---------- Records for the task ----------

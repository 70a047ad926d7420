//! Per-node publication context.
//!
//! A `PublicationContext` binds one join node (its owner id) to the registry
//! shared by every node targeting the same collection, and turns registry
//! diffs into publication calls. Membership decides whether a call is made at
//! all; primary ownership decides who narrates `added` and `changed`, and the
//! owner that dropped the last reference narrates `removed`.

use crate::publisher::Publisher;
use crate::registry::{ForeignKeyRegistry, OwnerDelta};
use rejoin_core::{DocId, Document, FieldDiff, OwnerId, Projection, ID_FIELD};
use std::cell::RefCell;
use std::collections::BTreeSet;
use std::rc::Rc;

/// Publication facade of one join node over a shared registry.
pub struct PublicationContext {
    registry: Rc<RefCell<ForeignKeyRegistry>>,
    publisher: Rc<dyn Publisher>,
    collection: String,
    owner: OwnerId,
    projection: Projection,
    skip_publication: bool,
}

impl PublicationContext {
    /// Creates a context narrating `collection` for `owner`.
    pub fn new(
        registry: Rc<RefCell<ForeignKeyRegistry>>,
        publisher: Rc<dyn Publisher>,
        collection: impl Into<String>,
        owner: OwnerId,
    ) -> Self {
        Self {
            registry,
            publisher,
            collection: collection.into(),
            owner,
            projection: Projection::All,
            skip_publication: false,
        }
    }

    /// Sets the field projection applied to published documents and diffs.
    pub fn with_projection(mut self, projection: Projection) -> Self {
        self.projection = projection;
        self
    }

    /// Keeps registry bookkeeping but suppresses every publication call.
    pub fn with_skip_publication(mut self, skip: bool) -> Self {
        self.skip_publication = skip;
        self
    }

    #[inline]
    pub fn owner(&self) -> OwnerId {
        self.owner
    }

    #[inline]
    pub fn collection(&self) -> &str {
        &self.collection
    }

    #[inline]
    pub fn projection(&self) -> &Projection {
        &self.projection
    }

    #[inline]
    pub fn skips_publication(&self) -> bool {
        self.skip_publication
    }

    /// The shared registry.
    pub fn registry(&self) -> Rc<RefCell<ForeignKeyRegistry>> {
        self.registry.clone()
    }

    /// Child keys newly referenced since the last clear.
    pub fn added_children_ids(&self) -> BTreeSet<DocId> {
        self.registry.borrow().added().clone()
    }

    /// Child keys newly released since the last clear.
    pub fn removed_children_ids(&self) -> BTreeSet<DocId> {
        self.registry.borrow().removed().clone()
    }

    /// Returns true if this context's owner still references `id`.
    pub fn has_child_key(&self, id: &str) -> bool {
        self.registry.borrow().has_child_key(self.owner, id)
    }

    /// Returns true if this context narrates changes of `id`.
    pub fn is_primary(&self, id: &str) -> bool {
        self.registry
            .borrow()
            .is_primary_for_child_key(self.owner, id)
    }

    pub fn add_to_registry<I>(&self, source: &str, keys: I) -> OwnerDelta
    where
        I: IntoIterator<Item = DocId>,
    {
        self.registry.borrow_mut().add(self.owner, source, keys)
    }

    pub fn replace_from_registry<I>(&self, source: &str, keys: I) -> OwnerDelta
    where
        I: IntoIterator<Item = DocId>,
    {
        self.registry.borrow_mut().replace(self.owner, source, keys)
    }

    pub fn remove_from_registry(&self, source: &str) -> OwnerDelta {
        self.registry.borrow_mut().remove(self.owner, source)
    }

    pub fn remove_children_from_registry<I>(&self, source: &str, keys: I) -> OwnerDelta
    where
        I: IntoIterator<Item = DocId>,
    {
        self.registry
            .borrow_mut()
            .remove_children(self.owner, source, keys)
    }

    /// Publishes `doc` if `id` is a pending addition and this context is its
    /// primary owner. A non-primary call leaves the addition pending. Returns
    /// true if the publisher was called.
    pub fn added(&self, id: &str, doc: &Document) -> bool {
        {
            let mut registry = self.registry.borrow_mut();
            if !registry.is_primary_for_child_key(self.owner, id) {
                tracing::trace!("{}/{} owned elsewhere, skipping added", self.collection, id);
                return false;
            }
            if !registry.take_added(id) {
                tracing::trace!("{}/{} not pending, skipping added", self.collection, id);
                return false;
            }
        }
        if self.skip_publication {
            return false;
        }
        let mut doc = self.projection.apply(doc);
        doc.remove(ID_FIELD);
        self.publisher.added(&self.collection, id, &doc);
        self.registry.borrow_mut().mark_published(id);
        true
    }

    /// Publishes `diff` if it is non-empty after projection, `id` is
    /// announced, and this context is its primary owner.
    pub fn changed(&self, id: &str, diff: &FieldDiff) -> bool {
        let mut diff = self.projection.apply_diff(diff);
        diff.remove(ID_FIELD);
        if diff.is_empty() || self.skip_publication {
            return false;
        }
        {
            let registry = self.registry.borrow();
            if !registry.is_published(id) {
                return false;
            }
            if !registry.is_primary_for_child_key(self.owner, id) {
                tracing::trace!("{}/{} owned elsewhere, skipping changed", self.collection, id);
                return false;
            }
        }
        self.publisher.changed(&self.collection, id, &diff);
        true
    }

    /// Publishes the removal of `id` if it is a pending removal of an
    /// announced document and this context's owner released it last.
    ///
    /// An announced document is retracted even when this context skips
    /// publication, so the boundary never keeps a document nobody references.
    pub fn removed(&self, id: &str) -> bool {
        {
            let mut registry = self.registry.borrow_mut();
            if !registry.is_releaser(self.owner, id) {
                return false;
            }
            if !registry.take_removed(id) {
                return false;
            }
            if !registry.unmark_published(id) {
                tracing::trace!("{}/{} was never announced", self.collection, id);
                return false;
            }
        }
        self.publisher.removed(&self.collection, id);
        true
    }
}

----------

Search the material for the string "RefCell" and show every line that has it.

use std::cell::RefCell;
    registry: Rc<RefCell<ForeignKeyRegistry>>,
        registry: Rc<RefCell<ForeignKeyRegistry>>,
    pub fn registry(&self) -> Rc<RefCell<ForeignKeyRegistry>> {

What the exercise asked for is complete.